┏━━

use schemars::JsonSchema;
use serde::{Deserialize, Serialize};

#[derive(Debug, Serialize, Deserialize, JsonSchema)]
pub struct CheckDuplicateParams {
    #[schemars(description = "Key or value text to check for duplicates")]
    pub input: String,

    #[schemars(description = "Optional key/category to restrict the check to")]
    pub category: Option<String>,
}
//! Forward-only schema migration framework.
//!
//! Tracks the schema version in `schema_meta` and runs sequential migrations
//! to bring the database up to [`CURRENT_SCHEMA_VERSION`].

use rusqlite::Connection;

/// The schema version that the current binary expects.
pub const CURRENT_SCHEMA_VERSION: u32 = 2;

/// Get the current schema version from the database.
pub fn get_schema_version(conn: &Connection) -> rusqlite::Result<u32> {
    conn.query_row(
        "SELECT value FROM schema_meta WHERE key = 'schema_version'",
        [],
        |row| {
            let val: String = row.get(0)?;
            Ok(val.parse::<u32>().unwrap_or(0))
        },
    )
}

/// Update the stored schema version.
fn update_schema_version(conn: &Connection, version: u32) -> rusqlite::Result<()> {
    conn.execute(
        "UPDATE schema_meta SET value = ?1 WHERE key = 'schema_version'",
        [version.to_string()],
    )?;
    Ok(())
}

/// Run any pending forward-only migrations.
pub fn run_migrations(conn: &Connection) -> rusqlite::Result<()> {
    let mut version = get_schema_version(conn)?;
    tracing::debug!(schema_version = version, target = CURRENT_SCHEMA_VERSION, "checking migrations");

    while version < CURRENT_SCHEMA_VERSION {
        let next = version + 1;
        tracing::info!(from = version, to = next, "running migration");

        match next {
            2 => migrate_v1_to_v2(conn)?,
            _ => {
                tracing::error!(version = next, "unknown migration target");
                break;
            }
        }

        update_schema_version(conn, next)?;
        version = next;
    }

    Ok(())
}

/// Migration v1 → v2: backfill the tag index from the records table for
/// databases created before `record_tags` was queried directly.
fn migrate_v1_to_v2(conn: &Connection) -> rusqlite::Result<()> {
    let rows: Vec<(String, String)> = conn
        .prepare("SELECT id, tags FROM records WHERE deleted = 0")?
        .query_map([], |row| Ok((row.get(0)?, row.get(1)?)))?
        .collect::<Result<Vec<_>, _>>()?;

    for (id, tags_json) in rows {
        let tags: Vec<String> = serde_json::from_str(&tags_json).unwrap_or_default();
        for tag in tags {
            conn.execute(
                "INSERT OR IGNORE INTO record_tags (record_id, tag) VALUES (?1, ?2)",
                rusqlite::params![id, tag],
            )?;
        }
    }
    Ok(())
}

┗━━

* **What you need to do**: Above are the records. How many of their lines hold "rows"? Answer with the number alone.

* **Answer space**: 2